● Brief
Within the records, how many lines hold the word "flag"? State that number alone.

(Dataset items)
····················
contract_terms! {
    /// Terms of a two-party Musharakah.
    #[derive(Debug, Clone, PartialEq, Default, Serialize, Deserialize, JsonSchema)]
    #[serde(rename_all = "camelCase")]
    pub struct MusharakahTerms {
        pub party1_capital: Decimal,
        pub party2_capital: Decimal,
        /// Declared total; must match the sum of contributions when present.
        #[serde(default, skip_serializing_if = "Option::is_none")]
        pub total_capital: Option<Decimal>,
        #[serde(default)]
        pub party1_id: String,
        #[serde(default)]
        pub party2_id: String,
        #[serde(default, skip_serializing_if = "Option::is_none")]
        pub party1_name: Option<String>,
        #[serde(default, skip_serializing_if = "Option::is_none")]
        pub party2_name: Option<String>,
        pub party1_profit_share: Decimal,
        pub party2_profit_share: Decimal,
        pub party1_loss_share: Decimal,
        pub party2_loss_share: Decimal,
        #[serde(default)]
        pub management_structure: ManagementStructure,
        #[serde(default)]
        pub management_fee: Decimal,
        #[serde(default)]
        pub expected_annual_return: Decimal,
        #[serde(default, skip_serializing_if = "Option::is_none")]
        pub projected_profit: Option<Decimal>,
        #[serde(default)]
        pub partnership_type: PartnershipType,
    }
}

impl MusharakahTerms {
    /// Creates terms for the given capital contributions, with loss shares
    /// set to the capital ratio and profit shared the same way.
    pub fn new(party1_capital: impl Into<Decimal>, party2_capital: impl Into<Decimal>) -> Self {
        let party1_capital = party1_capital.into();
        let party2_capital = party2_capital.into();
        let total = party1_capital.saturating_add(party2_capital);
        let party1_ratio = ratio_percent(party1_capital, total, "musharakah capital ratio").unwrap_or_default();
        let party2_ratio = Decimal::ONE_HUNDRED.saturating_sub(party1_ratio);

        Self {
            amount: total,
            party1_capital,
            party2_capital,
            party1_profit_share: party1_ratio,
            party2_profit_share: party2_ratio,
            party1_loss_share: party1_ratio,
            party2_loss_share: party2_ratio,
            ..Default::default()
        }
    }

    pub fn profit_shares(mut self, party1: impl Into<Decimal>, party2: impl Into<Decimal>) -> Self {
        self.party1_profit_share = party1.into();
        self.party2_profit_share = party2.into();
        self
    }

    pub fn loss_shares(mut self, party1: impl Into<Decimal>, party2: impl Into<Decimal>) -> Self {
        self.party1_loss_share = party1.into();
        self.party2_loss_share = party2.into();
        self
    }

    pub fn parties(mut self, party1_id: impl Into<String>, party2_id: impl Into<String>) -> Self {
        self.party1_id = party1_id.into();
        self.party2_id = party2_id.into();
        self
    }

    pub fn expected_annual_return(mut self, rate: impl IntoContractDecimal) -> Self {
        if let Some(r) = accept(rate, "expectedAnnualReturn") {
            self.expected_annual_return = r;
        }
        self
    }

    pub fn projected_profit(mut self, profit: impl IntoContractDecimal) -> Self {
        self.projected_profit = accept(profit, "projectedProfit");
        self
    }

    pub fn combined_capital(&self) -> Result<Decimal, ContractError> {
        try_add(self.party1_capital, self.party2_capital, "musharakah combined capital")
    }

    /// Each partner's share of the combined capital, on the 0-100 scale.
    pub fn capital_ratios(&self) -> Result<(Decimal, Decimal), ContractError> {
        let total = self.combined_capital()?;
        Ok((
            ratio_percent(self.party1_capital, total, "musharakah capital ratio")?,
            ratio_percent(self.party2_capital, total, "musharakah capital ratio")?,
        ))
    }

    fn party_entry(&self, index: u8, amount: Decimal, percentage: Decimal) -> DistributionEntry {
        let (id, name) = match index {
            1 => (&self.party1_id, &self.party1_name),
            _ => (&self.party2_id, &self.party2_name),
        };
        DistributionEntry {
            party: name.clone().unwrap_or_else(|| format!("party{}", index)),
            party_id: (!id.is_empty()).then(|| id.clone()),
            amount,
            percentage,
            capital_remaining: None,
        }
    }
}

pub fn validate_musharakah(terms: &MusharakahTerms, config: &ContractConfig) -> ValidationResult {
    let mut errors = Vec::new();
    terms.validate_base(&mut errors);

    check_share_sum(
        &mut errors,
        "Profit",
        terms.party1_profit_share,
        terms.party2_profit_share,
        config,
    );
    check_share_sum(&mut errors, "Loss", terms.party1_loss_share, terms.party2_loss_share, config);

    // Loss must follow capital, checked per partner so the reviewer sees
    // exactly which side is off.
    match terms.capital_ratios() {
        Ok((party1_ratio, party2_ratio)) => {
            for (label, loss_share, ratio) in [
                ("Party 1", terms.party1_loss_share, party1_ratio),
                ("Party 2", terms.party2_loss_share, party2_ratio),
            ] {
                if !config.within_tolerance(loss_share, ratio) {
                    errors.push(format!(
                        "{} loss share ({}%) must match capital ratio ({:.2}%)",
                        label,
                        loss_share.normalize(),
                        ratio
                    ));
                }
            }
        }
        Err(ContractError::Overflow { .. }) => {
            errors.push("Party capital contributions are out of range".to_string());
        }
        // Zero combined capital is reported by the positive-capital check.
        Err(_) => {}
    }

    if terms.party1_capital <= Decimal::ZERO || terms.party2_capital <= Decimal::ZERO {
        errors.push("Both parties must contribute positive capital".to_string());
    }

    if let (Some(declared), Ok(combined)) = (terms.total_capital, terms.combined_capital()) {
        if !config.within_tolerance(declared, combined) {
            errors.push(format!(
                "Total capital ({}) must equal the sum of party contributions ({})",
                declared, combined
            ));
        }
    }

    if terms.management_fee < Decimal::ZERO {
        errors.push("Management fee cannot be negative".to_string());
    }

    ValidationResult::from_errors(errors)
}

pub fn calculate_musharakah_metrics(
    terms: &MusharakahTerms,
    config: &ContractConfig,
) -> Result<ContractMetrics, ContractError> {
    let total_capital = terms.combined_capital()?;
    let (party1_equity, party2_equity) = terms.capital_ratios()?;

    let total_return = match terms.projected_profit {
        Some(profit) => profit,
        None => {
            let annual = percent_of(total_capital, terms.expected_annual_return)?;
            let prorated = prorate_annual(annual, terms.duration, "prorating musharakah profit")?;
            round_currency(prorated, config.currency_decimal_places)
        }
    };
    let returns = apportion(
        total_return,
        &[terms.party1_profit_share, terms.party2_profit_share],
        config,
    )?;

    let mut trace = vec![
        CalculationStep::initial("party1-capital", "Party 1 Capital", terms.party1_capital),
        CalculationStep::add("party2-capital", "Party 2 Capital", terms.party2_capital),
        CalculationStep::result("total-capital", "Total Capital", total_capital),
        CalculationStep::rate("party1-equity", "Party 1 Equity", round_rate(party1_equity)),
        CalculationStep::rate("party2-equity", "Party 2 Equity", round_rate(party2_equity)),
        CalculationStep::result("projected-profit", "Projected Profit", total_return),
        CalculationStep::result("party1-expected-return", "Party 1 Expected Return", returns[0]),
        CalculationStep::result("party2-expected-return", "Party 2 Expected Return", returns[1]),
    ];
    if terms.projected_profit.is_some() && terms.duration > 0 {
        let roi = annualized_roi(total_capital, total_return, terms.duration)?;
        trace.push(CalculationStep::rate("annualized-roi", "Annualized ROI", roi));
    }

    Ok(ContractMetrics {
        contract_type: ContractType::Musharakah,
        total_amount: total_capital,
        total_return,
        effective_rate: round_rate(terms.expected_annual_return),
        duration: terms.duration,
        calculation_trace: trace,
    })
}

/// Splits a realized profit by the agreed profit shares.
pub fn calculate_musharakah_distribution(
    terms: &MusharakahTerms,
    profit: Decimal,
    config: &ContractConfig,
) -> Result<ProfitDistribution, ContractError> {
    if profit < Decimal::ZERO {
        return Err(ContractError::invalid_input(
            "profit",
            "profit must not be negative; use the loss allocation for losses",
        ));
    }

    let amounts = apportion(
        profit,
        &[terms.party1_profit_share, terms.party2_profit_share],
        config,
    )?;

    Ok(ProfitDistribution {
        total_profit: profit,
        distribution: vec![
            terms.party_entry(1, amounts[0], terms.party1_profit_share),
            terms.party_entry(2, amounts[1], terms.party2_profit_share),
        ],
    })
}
····················
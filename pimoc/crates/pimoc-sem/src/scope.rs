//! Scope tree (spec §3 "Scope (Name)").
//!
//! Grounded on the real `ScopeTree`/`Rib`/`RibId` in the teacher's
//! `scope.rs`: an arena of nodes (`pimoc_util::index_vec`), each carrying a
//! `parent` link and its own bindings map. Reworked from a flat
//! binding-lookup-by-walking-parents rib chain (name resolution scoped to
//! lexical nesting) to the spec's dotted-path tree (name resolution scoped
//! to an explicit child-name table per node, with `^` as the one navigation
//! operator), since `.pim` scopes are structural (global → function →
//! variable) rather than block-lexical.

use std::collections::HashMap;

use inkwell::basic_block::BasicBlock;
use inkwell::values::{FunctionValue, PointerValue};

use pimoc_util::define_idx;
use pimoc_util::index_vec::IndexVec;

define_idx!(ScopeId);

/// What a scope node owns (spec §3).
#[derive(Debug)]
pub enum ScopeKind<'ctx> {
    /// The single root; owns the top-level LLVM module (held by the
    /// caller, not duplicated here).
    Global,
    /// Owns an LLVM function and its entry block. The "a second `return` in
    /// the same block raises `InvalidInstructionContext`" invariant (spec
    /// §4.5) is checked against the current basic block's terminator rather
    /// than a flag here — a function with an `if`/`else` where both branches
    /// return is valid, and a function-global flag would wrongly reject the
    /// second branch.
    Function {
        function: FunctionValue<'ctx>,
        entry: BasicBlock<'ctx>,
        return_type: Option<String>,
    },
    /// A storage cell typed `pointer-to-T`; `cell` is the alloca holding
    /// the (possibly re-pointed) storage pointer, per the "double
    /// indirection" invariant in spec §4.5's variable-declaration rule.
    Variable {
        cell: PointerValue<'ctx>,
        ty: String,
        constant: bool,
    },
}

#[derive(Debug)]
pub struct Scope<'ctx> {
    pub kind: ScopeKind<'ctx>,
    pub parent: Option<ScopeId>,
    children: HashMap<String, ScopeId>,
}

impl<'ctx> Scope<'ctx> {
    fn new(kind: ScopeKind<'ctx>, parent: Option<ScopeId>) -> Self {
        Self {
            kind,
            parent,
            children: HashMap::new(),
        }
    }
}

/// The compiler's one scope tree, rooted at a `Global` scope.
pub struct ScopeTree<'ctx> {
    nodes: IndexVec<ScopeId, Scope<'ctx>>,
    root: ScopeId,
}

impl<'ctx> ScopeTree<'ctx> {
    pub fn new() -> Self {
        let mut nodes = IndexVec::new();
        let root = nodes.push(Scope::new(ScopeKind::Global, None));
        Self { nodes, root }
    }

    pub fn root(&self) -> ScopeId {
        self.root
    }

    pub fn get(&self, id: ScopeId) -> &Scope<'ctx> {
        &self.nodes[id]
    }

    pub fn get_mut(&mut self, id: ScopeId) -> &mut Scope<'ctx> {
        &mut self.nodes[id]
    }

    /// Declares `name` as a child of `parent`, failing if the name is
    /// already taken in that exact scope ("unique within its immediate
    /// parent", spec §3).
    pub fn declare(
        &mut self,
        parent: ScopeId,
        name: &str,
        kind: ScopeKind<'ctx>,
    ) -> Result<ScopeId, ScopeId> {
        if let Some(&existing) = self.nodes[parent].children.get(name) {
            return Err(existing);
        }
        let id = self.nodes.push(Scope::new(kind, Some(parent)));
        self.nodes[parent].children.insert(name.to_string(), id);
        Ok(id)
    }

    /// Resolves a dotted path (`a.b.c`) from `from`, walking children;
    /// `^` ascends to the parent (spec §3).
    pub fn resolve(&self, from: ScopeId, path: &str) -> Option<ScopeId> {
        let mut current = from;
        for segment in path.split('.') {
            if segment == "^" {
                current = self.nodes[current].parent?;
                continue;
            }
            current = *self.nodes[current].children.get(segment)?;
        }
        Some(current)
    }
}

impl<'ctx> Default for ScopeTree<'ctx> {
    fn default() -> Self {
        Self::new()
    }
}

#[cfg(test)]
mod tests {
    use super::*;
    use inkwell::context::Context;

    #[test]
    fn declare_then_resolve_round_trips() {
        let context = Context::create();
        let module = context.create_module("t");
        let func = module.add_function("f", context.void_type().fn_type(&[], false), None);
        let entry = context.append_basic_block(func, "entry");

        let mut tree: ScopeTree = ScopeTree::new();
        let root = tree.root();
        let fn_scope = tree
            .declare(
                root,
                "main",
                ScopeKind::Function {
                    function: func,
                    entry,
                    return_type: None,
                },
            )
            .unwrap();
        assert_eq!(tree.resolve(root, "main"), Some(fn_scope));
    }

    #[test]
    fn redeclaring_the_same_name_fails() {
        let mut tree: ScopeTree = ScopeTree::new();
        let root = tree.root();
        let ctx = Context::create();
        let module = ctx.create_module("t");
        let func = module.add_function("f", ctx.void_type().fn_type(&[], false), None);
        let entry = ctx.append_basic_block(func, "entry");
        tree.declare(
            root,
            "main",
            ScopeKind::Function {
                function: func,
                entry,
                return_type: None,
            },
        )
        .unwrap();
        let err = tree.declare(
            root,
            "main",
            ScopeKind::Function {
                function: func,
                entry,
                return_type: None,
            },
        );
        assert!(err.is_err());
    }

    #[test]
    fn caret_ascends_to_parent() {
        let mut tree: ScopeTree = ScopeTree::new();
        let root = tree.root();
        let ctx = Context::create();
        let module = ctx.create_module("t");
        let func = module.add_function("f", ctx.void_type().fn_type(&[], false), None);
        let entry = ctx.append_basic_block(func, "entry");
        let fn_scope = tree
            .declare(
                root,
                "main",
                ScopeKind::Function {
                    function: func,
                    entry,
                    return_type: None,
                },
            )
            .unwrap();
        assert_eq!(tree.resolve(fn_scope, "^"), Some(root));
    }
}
····················
● Written solution
2